Sarah’s mum had moved city to be closer to her, and ‘Because they want to be nearer to grandchildren but they haven’t got any grandchildren.’ She felt her parents were disappointed and worried that she was missing the window when her parents were still young enough to be active and involved grandparents.
As many people’s friends and siblings will be at a similar stage of life, it is inevitable that while they are struggling to have a baby, many around them are getting pregnant and having babies (apparently with ease). As Christine said, ‘The whole world seemed to be having babies’. People described other friends or family member’s pregnancies and babies as incredibly painful for them. Again the language that was used was strong. Finding out that a friend or sister was pregnant was like a ‘stab in the heart’ or ‘the knife going in’. As they struggled to get pregnant, people also became far more conscious of babies and pregnant women around them.
Some women found other pregnant women very difficult to be around, ‘Bumps were harder than babies.’ Others found it hard to be around babies and children, yet also felt guilty that they withdrew from spending time with nieces or nephews, or the children of very close friends.
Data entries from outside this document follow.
//! CLI command implementations
//!
//! - `list_tools` - Print the synthesized catalog grouped by category
//! - `serve` - Serve MCP over stdio or Streamable HTTP

pub mod list_tools;
pub mod serve;

pub use list_tools::*;
pub use serve::*;

use anyhow::Result;
use mintline_core::{ApiClient, Bridge, CatalogSource, Config};
use tracing::debug;

use crate::cli::Cli;

/// Config file and environment, with the `--api-url` override applied
pub fn resolve_config(cli: &Cli) -> Result<Config> {
    let config = Config::load()?;
    Ok(match cli.api_url.as_deref() {
        Some(url) => config.with_api_url(url),
        None => config,
    })
}

pub fn catalog_source(cli: &Cli) -> CatalogSource {
    match (&cli.descriptor, cli.use_static) {
        (Some(path), _) => CatalogSource::File(path.clone()),
        (None, true) => CatalogSource::Builtin,
        (None, false) => CatalogSource::Remote,
    }
}

/// Load the description and build the bridge.
///
/// The credential is checked whenever the API will be contacted; listing a
/// local or built-in catalog works without one.
pub async fn load_bridge(
    config: &Config,
    source: &CatalogSource,
    contacts_api: bool,
) -> Result<Bridge> {
    debug!("Catalog source: {:?}", source);
    let client = if contacts_api || *source == CatalogSource::Remote {
        ApiClient::from_config(config)?
    } else {
        ApiClient::new(&config.api_url, config.api_key.as_deref().unwrap_or_default())
    };

    Ok(Bridge::bootstrap(client, source).await?)
}

/// Truncate a string to a maximum number of characters, adding "..." if truncated
pub fn truncate(s: &str, max: usize) -> String {
    if s.chars().count() <= max {
        s.to_string()
    } else {
        let kept: String = s.chars().take(max.saturating_sub(3)).collect();
        format!("{}...", kept)
    }
}
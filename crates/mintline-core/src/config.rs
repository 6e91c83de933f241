//! Process-wide configuration
//!
//! ## Configuration Resolution
//!
//! Values are layered, later layers winning:
//! 1. Built-in defaults (`https://api.mintline.ai`, no key)
//! 2. Optional TOML file (`MINTLINE_CONFIG`, else `~/.config/mintline/config.toml`)
//! 3. Environment (`MINTLINE_API_URL`, `MINTLINE_API_KEY`)
//! 4. CLI overrides applied by the binary
//!
//! ```toml
//! api_url = "https://api.mintline.ai"
//! api_key = "ml_live_..."
//! timeout_secs = 30
//! ```

use std::fs;
use std::path::{Path, PathBuf};
use std::time::Duration;

use serde::Deserialize;

use crate::error::{Error, Result};

pub const DEFAULT_API_URL: &str = "https://api.mintline.ai";

pub const ENV_API_URL: &str = "MINTLINE_API_URL";
pub const ENV_API_KEY: &str = "MINTLINE_API_KEY";
pub const ENV_CONFIG: &str = "MINTLINE_CONFIG";

/// Resolved bridge configuration
#[derive(Debug, Clone)]
pub struct Config {
    /// Base service URL, without trailing slash
    pub api_url: String,
    /// Bearer credential (mandatory before serving)
    pub api_key: Option<String>,
    /// Per-request timeout. `None` leaves the transport default in place.
    pub timeout: Option<Duration>,
}

impl Default for Config {
    fn default() -> Self {
        Self {
            api_url: DEFAULT_API_URL.to_string(),
            api_key: None,
            timeout: None,
        }
    }
}

/// Raw config structure for TOML parsing
#[derive(Debug, Default, Deserialize)]
struct RawConfig {
    api_url: Option<String>,
    api_key: Option<String>,
    timeout_secs: Option<u64>,
}

impl Config {
    /// Load from the config file (if any) and the process environment
    pub fn load() -> Result<Self> {
        let path = std::env::var(ENV_CONFIG)
            .ok()
            .filter(|s| !s.is_empty())
            .map(PathBuf::from)
            .or_else(default_config_path);

        let file_content = match path {
            Some(p) if p.exists() => Some(read_config_file(&p)?),
            _ => None,
        };

        Self::from_sources(file_content.as_deref(), |key| std::env::var(key).ok())
    }

    /// Resolve from explicit sources (file content plus an env lookup)
    pub fn from_sources<F>(file_content: Option<&str>, env: F) -> Result<Self>
    where
        F: Fn(&str) -> Option<String>,
    {
        let mut config = Self::default();

        if let Some(content) = file_content {
            let raw: RawConfig = toml::from_str(content)
                .map_err(|e| Error::Config(format!("Failed to parse config file: {}", e)))?;
            if let Some(url) = raw.api_url {
                config.api_url = url;
            }
            config.api_key = raw.api_key;
            config.timeout = raw.timeout_secs.map(Duration::from_secs);
        }

        if let Some(url) = env(ENV_API_URL).filter(|s| !s.is_empty()) {
            config.api_url = url;
        }
        if let Some(key) = env(ENV_API_KEY).filter(|s| !s.is_empty()) {
            config.api_key = Some(key);
        }

        config.api_url = normalize_url(&config.api_url);
        Ok(config)
    }

    /// Override the base URL (CLI flag)
    pub fn with_api_url(mut self, url: &str) -> Self {
        self.api_url = normalize_url(url);
        self
    }

    /// The bearer credential, or a startup error if none is configured
    pub fn require_api_key(&self) -> Result<&str> {
        match self.api_key.as_deref() {
            Some(key) if !key.trim().is_empty() => Ok(key),
            _ => Err(Error::Config(format!(
                "{} environment variable is required",
                ENV_API_KEY
            ))),
        }
    }
}

/// Default config file location (~/.config/mintline/config.toml)
pub fn default_config_path() -> Option<PathBuf> {
    dirs::config_dir().map(|d| d.join("mintline").join("config.toml"))
}

fn read_config_file(path: &Path) -> Result<String> {
    fs::read_to_string(path).map_err(|e| {
        Error::Config(format!(
            "Failed to read config {}: {}",
            path.display(),
            e
        ))
    })
}

fn normalize_url(url: &str) -> String {
    url.trim().trim_end_matches('/').to_string()
}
Janine found it very hard at first when her friends told her they were pregnant. But then she worked out somehow, ‘That it was perfectly possible to be happy for them and sad for me’.
People acknowledged that it was hard for their friends to know what to say, or say the right thing. Martin described their position as ‘walking on egg shells’. Some thought their friends felt guilty. Others were cross that their friends made daft comments or insisted on telling them ‘miracle stories’ which were unhelpful and full of false hope. Given that infertility treatment may last over months or even years, some felt it was hard for friends to maintain interest and empathy.
What should friends and family members who want to be supportive do or say? Some of the people we spoke to had advice for friends and family members.
Clare felt that offering stories of miracle babies was particularly unhelpful, even though they are obviously intended to be the opposite. She said, ‘They’re not of any comfort to people who haven’t actually got to the end of their fertility journey at all’.
Sandra was grateful that her friends have supported her through her long years of fertility treatment, ‘They just say, they’re honest, and say, ‘I don’t know what to say but I’m here for you.’ And my family are they same, they don’t trot out any cliché.
Several women had made friends, through their infertility, who were a great support. But if one of them then got pregnant it could be really difficult for the other. Christine got pregnant first and wrote her friend a letter a few day before she saw her; ‘I knew how hard it was for me to hear it from other people and I just wanted her to be able to ingest it and react as she needed to react.’